SUPPLIED RECORDS Start Marker

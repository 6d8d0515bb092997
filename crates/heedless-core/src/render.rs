//! Markup templates and the render surface boundary.
//!
//! Templates are pure: entity in, markup out. Text and attribute values are
//! escaped; product descriptions come from the catalog as HTML and are
//! sanitized with ammonia instead.

use ammonia::clean_text;

use crate::config::{ACTION_ATTR, HANDLE_ATTR, VARIANT_ATTR};
use crate::error::RenderError;
use crate::models::{CollectionEntity, ProductEntity, ProductImage, ProductSummary};

/// Content mounts of the page shell.
#[derive(Clone, Copy, Debug, PartialEq, Eq, Hash)]
pub enum Mount {
    /// Product card grid.
    Homepage,
    /// Product detail panel.
    ProductPage,
}

impl Mount {
    /// Value of the `js-page` attribute tagging this mount.
    pub fn marker(self) -> &'static str {
        match self {
            Self::Homepage => "homepage",
            Self::ProductPage => "productPage",
        }
    }
}

/// Where rendered markup goes.
///
/// Implementations replace mount content wholesale and never create or
/// destroy the mounts themselves.
pub trait RenderSurface {
    /// Replace the content of `mount`.
    fn mount(&self, mount: Mount, markup: &str) -> Result<(), RenderError>;

    /// Toggle the active class on the product panel and overlay together.
    fn set_product_active(&self, active: bool) -> Result<(), RenderError>;
}

// ============================================================================
// Templates
// ============================================================================

/// Product cards for every product of a collection.
pub fn render_collection(collection: &CollectionEntity) -> String {
    collection.products.iter().map(product_card).collect()
}

fn product_card(product: &ProductSummary) -> String {
    let mut html = format!(r#"<div class="product-card" {ACTION_ATTR}="productCard">"#);

    if let Some(image) = &product.image {
        html.push_str(&format!(
            r#"<div class="product-card__image">{}</div>"#,
            image_tag("product-card__img", image)
        ));
    }

    html.push_str(&format!(
        r#"<div class="product-card__footer" {HANDLE_ATTR}="{}"{}>"#,
        clean_text(product.handle.as_str()),
        variant_attr(product.default_variant_id.as_deref()),
    ));
    html.push_str(&format!("<h2>{}</h2>", clean_text(&product.title)));
    if let Some(price) = &product.price {
        html.push_str(&format!(
            r#"<strong class="product-card__price">{}</strong>"#,
            clean_text(&price.display())
        ));
    }
    html.push_str(&format!(
        r#"<button class="button" {ACTION_ATTR}="addToCart">Add To Cart</button><button class="button button--alt" {ACTION_ATTR}="viewProduct">View Product</button></div></div>"#
    ));
    html
}

/// The product detail panel.
pub fn render_product(product: &ProductEntity) -> String {
    let title = clean_text(&product.title);
    let variant = product.default_variant();

    let mut html = format!(
        r#"<div class="product-page__breadcrumbs breadcrumbs"><a class="breadcrumbs__breadcrumb breadcrumbs__breadcrumb--link" href="/" {ACTION_ATTR}="closeProduct">Home</a><span class="breadcrumbs__breadcrumb">{title}</span></div>"#
    );

    if let Some(image) = product.primary_image() {
        html.push_str(&format!(
            r#"<div class="product-page__image-container">{}</div>"#,
            image_tag("product-page__image", image)
        ));
    }

    html.push_str(&format!(
        r#"<div class="product-page__meta" {HANDLE_ATTR}="{}"{}>"#,
        clean_text(product.handle.as_str()),
        variant_attr(variant.map(|v| v.id.as_str())),
    ));
    html.push_str(&format!(r#"<h1 class="product-page__title">{title}</h1>"#));
    html.push_str(&format!(
        r#"<div class="product-page__description">{}</div>"#,
        ammonia::clean(&product.description_html)
    ));

    if let Some(variant) = variant {
        let disabled = if variant.available_for_sale { "" } else { " disabled" };
        html.push_str(&format!(
            r#"<strong class="product-page__price">{}</strong>"#,
            clean_text(&variant.price.display())
        ));
        html.push_str(&format!(
            r#"<button class="button button--large" {ACTION_ATTR}="addToCart"{disabled}>Add To Cart</button>"#
        ));
    }

    html.push_str(&format!(
        r#"<button class="button button--large button--alt" {ACTION_ATTR}="closeProduct">Close</button></div>"#
    ));
    html
}

fn image_tag(class: &str, image: &ProductImage) -> String {
    format!(
        r#"<img class="{class}" alt="{alt}" src="{small}" srcset="{small} 300w, {medium} 600w, {large} 900w" sizes="auto" loading="lazy">"#,
        alt = clean_text(image.alt_text.as_deref().unwrap_or_default()),
        small = clean_text(&image.small),
        medium = clean_text(&image.medium),
        large = clean_text(&image.large),
    )
}

fn variant_attr(variant_id: Option<&str>) -> String {
    variant_id
        .map(|id| format!(r#" {VARIANT_ATTR}="{}""#, clean_text(id)))
        .unwrap_or_default()
}
//! In-memory implementations of the browser boundaries, plus catalog fixtures.
//!
//! Available to unit tests and, through the `mock` feature, to integration
//! tests and downstream crates.

use std::cell::{Cell, RefCell};
use std::collections::HashMap;
use std::future::Future;
use std::rc::Rc;

use tokio::sync::oneshot;

use crate::error::{FetchError, RenderError, StorageError};
use crate::fetcher::CatalogFetcher;
use crate::history::{BrowserHistory, HistoryEntry};
use crate::models::{
    CatalogHandle, CollectionEntity, Money, ProductEntity, ProductImage, ProductSummary, Variant,
};
use crate::render::{Mount, RenderSurface};
use crate::storage::KeyValueStore;

// ============================================================================
// MemoryStore
// ============================================================================

/// Shared in-memory key/value store. Clones see the same entries, so a test
/// can keep a handle while the cache owns another.
#[derive(Clone, Debug, Default)]
pub struct MemoryStore {
    entries: Rc<RefCell<HashMap<String, String>>>,
    fail_writes: Rc<Cell<bool>>,
}

impl MemoryStore {
    pub fn new() -> Self {
        Self::default()
    }

    /// Seed a raw value, bypassing serialization.
    pub fn insert_raw(&self, key: &str, value: &str) {
        self.entries
            .borrow_mut()
            .insert(key.to_string(), value.to_string());
    }

    pub fn raw(&self, key: &str) -> Option<String> {
        self.entries.borrow().get(key).cloned()
    }

    /// Make every subsequent write fail, as a full quota would.
    pub fn fail_writes(&self, fail: bool) {
        self.fail_writes.set(fail);
    }
}

impl KeyValueStore for MemoryStore {
    fn load(&self, key: &str) -> Option<String> {
        self.raw(key)
    }

    fn save(&self, key: &str, value: &str) -> Result<(), StorageError> {
        if self.fail_writes.get() {
            return Err(StorageError::WriteFailed {
                key: key.to_string(),
            });
        }
        self.insert_raw(key, value);
        Ok(())
    }
}

// ============================================================================
// MockFetcher
// ============================================================================

/// A request the fetcher received.
#[derive(Clone, Debug, PartialEq, Eq)]
pub enum FetchCall {
    Collection { handle: String, page_size: u32 },
    Product { handle: String },
}

/// Catalog served from memory.
///
/// Unknown handles answer `FetchError::NotFound`. A fetch can be held open
/// with [`MockFetcher::hold`] to interleave navigations.
#[derive(Default)]
pub struct MockFetcher {
    collections: RefCell<HashMap<String, CollectionEntity>>,
    products: RefCell<HashMap<String, ProductEntity>>,
    failures: RefCell<HashMap<String, FetchError>>,
    gates: RefCell<HashMap<String, oneshot::Receiver<()>>>,
    calls: RefCell<Vec<FetchCall>>,
}

impl MockFetcher {
    pub fn new() -> Self {
        Self::default()
    }

    pub fn with_collection(self, collection: CollectionEntity) -> Self {
        self.add_collection(collection);
        self
    }

    pub fn with_product(self, product: ProductEntity) -> Self {
        self.add_product(product);
        self
    }

    pub fn add_collection(&self, collection: CollectionEntity) {
        self.collections
            .borrow_mut()
            .insert(collection.handle.to_string(), collection);
    }

    pub fn add_product(&self, product: ProductEntity) {
        self.products
            .borrow_mut()
            .insert(product.handle.to_string(), product);
    }

    /// Answer every request for `handle` with `error`.
    pub fn fail(&self, handle: &str, error: FetchError) {
        self.failures.borrow_mut().insert(handle.to_string(), error);
    }

    pub fn clear_failure(&self, handle: &str) {
        self.failures.borrow_mut().remove(handle);
    }

    /// Hold the next request for `handle` open until the sender fires or is
    /// dropped. The answer is decided when the request is made.
    pub fn hold(&self, handle: &str) -> oneshot::Sender<()> {
        let (tx, rx) = oneshot::channel();
        self.gates.borrow_mut().insert(handle.to_string(), rx);
        tx
    }

    pub fn calls(&self) -> Vec<FetchCall> {
        self.calls.borrow().clone()
    }

    pub fn product_fetches(&self, handle: &str) -> usize {
        self.calls
            .borrow()
            .iter()
            .filter(|call| matches!(call, FetchCall::Product { handle: h } if h == handle))
            .count()
    }

    pub fn collection_fetches(&self, handle: &str) -> usize {
        self.collection_page_sizes(handle).len()
    }

    /// Page sizes requested for `handle`, in call order.
    pub fn collection_page_sizes(&self, handle: &str) -> Vec<u32> {
        self.calls
            .borrow()
            .iter()
            .filter_map(|call| match call {
                FetchCall::Collection { handle: h, page_size } if h == handle => Some(*page_size),
                _ => None,
            })
            .collect()
    }

    fn answer<T: Clone>(
        &self,
        kind: &'static str,
        handle: &CatalogHandle,
        entities: &RefCell<HashMap<String, T>>,
    ) -> Result<T, FetchError> {
        if let Some(error) = self.failures.borrow().get(handle.as_str()) {
            return Err(error.clone());
        }
        entities
            .borrow()
            .get(handle.as_str())
            .cloned()
            .ok_or_else(|| FetchError::NotFound {
                kind,
                handle: handle.to_string(),
            })
    }

    fn gated<T>(
        &self,
        handle: &CatalogHandle,
        result: Result<T, FetchError>,
    ) -> impl Future<Output = Result<T, FetchError>> + use<T> {
        let gate = self.gates.borrow_mut().remove(handle.as_str());
        async move {
            if let Some(gate) = gate {
                let _ = gate.await;
            }
            result
        }
    }
}

impl CatalogFetcher for MockFetcher {
    fn fetch_collection(
        &self,
        handle: &CatalogHandle,
        page_size: u32,
    ) -> impl Future<Output = Result<CollectionEntity, FetchError>> {
        self.calls.borrow_mut().push(FetchCall::Collection {
            handle: handle.to_string(),
            page_size,
        });
        let result = self.answer("collection", handle, &self.collections);
        self.gated(handle, result)
    }

    fn fetch_product(
        &self,
        handle: &CatalogHandle,
    ) -> impl Future<Output = Result<ProductEntity, FetchError>> {
        self.calls.borrow_mut().push(FetchCall::Product {
            handle: handle.to_string(),
        });
        let result = self.answer("product", handle, &self.products);
        self.gated(handle, result)
    }
}

// ============================================================================
// RecordingHistory
// ============================================================================

/// Session history with a cursor, like the browser's.
#[derive(Debug)]
pub struct RecordingHistory {
    entries: RefCell<Vec<HistoryEntry>>,
    cursor: Cell<usize>,
    pushes: Cell<usize>,
    title: RefCell<String>,
}

impl RecordingHistory {
    /// History holding one untitled entry at `url`.
    pub fn new(url: &str) -> Self {
        Self {
            entries: RefCell::new(vec![HistoryEntry::new("", url)]),
            cursor: Cell::new(0),
            pushes: Cell::new(0),
            title: RefCell::new(String::new()),
        }
    }

    /// Step back one entry, as the back button does before `popstate`.
    pub fn back(&self) -> bool {
        let cursor = self.cursor.get();
        if cursor == 0 {
            return false;
        }
        self.cursor.set(cursor - 1);
        true
    }

    pub fn forward(&self) -> bool {
        let cursor = self.cursor.get();
        if cursor + 1 >= self.entries.borrow().len() {
            return false;
        }
        self.cursor.set(cursor + 1);
        true
    }

    /// The entry under the cursor.
    pub fn current(&self) -> HistoryEntry {
        self.entries.borrow()[self.cursor.get()].clone()
    }

    pub fn entries(&self) -> Vec<HistoryEntry> {
        self.entries.borrow().clone()
    }

    pub fn len(&self) -> usize {
        self.entries.borrow().len()
    }

    pub fn is_empty(&self) -> bool {
        self.entries.borrow().is_empty()
    }

    pub fn push_count(&self) -> usize {
        self.pushes.get()
    }

    /// Title of the document, as last written by push, replace or retitle.
    pub fn document_title(&self) -> String {
        self.title.borrow().clone()
    }
}

impl BrowserHistory for RecordingHistory {
    fn current_url(&self) -> String {
        self.current().url
    }

    fn push(&self, entry: &HistoryEntry) {
        let mut entries = self.entries.borrow_mut();
        entries.truncate(self.cursor.get() + 1);
        entries.push(entry.clone());
        self.cursor.set(entries.len() - 1);
        self.pushes.set(self.pushes.get() + 1);
        self.retitle(&entry.title);
    }

    fn replace(&self, entry: &HistoryEntry) {
        self.entries.borrow_mut()[self.cursor.get()] = entry.clone();
        self.retitle(&entry.title);
    }

    fn retitle(&self, title: &str) {
        *self.title.borrow_mut() = title.to_string();
    }
}

// ============================================================================
// RecordingSurface
// ============================================================================

/// Render surface that keeps the last markup per mount.
#[derive(Debug, Default)]
pub struct RecordingSurface {
    markup: RefCell<HashMap<Mount, String>>,
    active: Cell<bool>,
    renders: Cell<usize>,
    toggles: Cell<usize>,
    missing: Cell<Option<Mount>>,
}

impl RecordingSurface {
    /// Make `mount` absent from the page shell.
    pub fn remove_mount(&self, mount: Mount) {
        self.missing.set(Some(mount));
    }

    pub fn homepage_html(&self) -> Option<String> {
        self.markup.borrow().get(&Mount::Homepage).cloned()
    }

    pub fn product_html(&self) -> Option<String> {
        self.markup.borrow().get(&Mount::ProductPage).cloned()
    }

    pub fn is_product_active(&self) -> bool {
        self.active.get()
    }

    /// Number of successful `mount` calls.
    pub fn render_count(&self) -> usize {
        self.renders.get()
    }

    /// Number of successful active-class toggles.
    pub fn toggle_count(&self) -> usize {
        self.toggles.get()
    }

    fn check(&self, mount: Mount) -> Result<(), RenderError> {
        if self.missing.get() == Some(mount) {
            return Err(RenderError::MissingMount(mount.marker()));
        }
        Ok(())
    }
}

impl RenderSurface for RecordingSurface {
    fn mount(&self, mount: Mount, markup: &str) -> Result<(), RenderError> {
        self.check(mount)?;
        self.markup.borrow_mut().insert(mount, markup.to_string());
        self.renders.set(self.renders.get() + 1);
        Ok(())
    }

    fn set_product_active(&self, active: bool) -> Result<(), RenderError> {
        self.check(Mount::ProductPage)?;
        self.active.set(active);
        self.toggles.set(self.toggles.get() + 1);
        Ok(())
    }
}

// ============================================================================
// Fixtures
// ============================================================================

fn fixture_handle(raw: &str) -> CatalogHandle {
    CatalogHandle::parse(raw).expect("fixture handle must be a valid slug")
}

fn fixture_image(handle: &str) -> ProductImage {
    ProductImage {
        alt_text: None,
        small: format!("https://cdn.example.com/{handle}_300x.jpg"),
        medium: format!("https://cdn.example.com/{handle}_600x.jpg"),
        large: format!("https://cdn.example.com/{handle}_900x.jpg"),
    }
}

fn fixture_variant_id(handle: &str) -> String {
    format!("gid://shopify/ProductVariant/{handle}")
}

/// A product with one image and one available variant at £10.00.
pub fn product(handle: &str, title: &str) -> ProductEntity {
    ProductEntity {
        handle: fixture_handle(handle),
        title: title.to_string(),
        description_html: "<p>Made to last.</p>".to_string(),
        images: vec![fixture_image(handle)],
        variants: vec![Variant {
            id: fixture_variant_id(handle),
            title: "Default Title".to_string(),
            price: Money::new("10.00", "GBP"),
            available_for_sale: true,
        }],
    }
}

/// A collection of `(handle, title)` products, in order.
pub fn collection(handle: &str, products: &[(&str, &str)]) -> CollectionEntity {
    CollectionEntity {
        handle: fixture_handle(handle),
        title: handle.to_string(),
        products: products
            .iter()
            .map(|(handle, title)| ProductSummary {
                handle: fixture_handle(handle),
                title: title.to_string(),
                image: Some(fixture_image(handle)),
                default_variant_id: Some(fixture_variant_id(handle)),
                price: Some(Money::new("10.00", "GBP")),
            })
            .collect(),
    }
}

SUPPLIED RECORDS End Marker

EXERCISE INSTRUCTIONS ::
Locate the word "open" in the records above, and return each line that has it.

YOUR SOLUTION ::
/// Unknown handles answer `FetchError::NotFound`. A fetch can be held open
    /// Hold the next request for `handle` open until the sender fires or is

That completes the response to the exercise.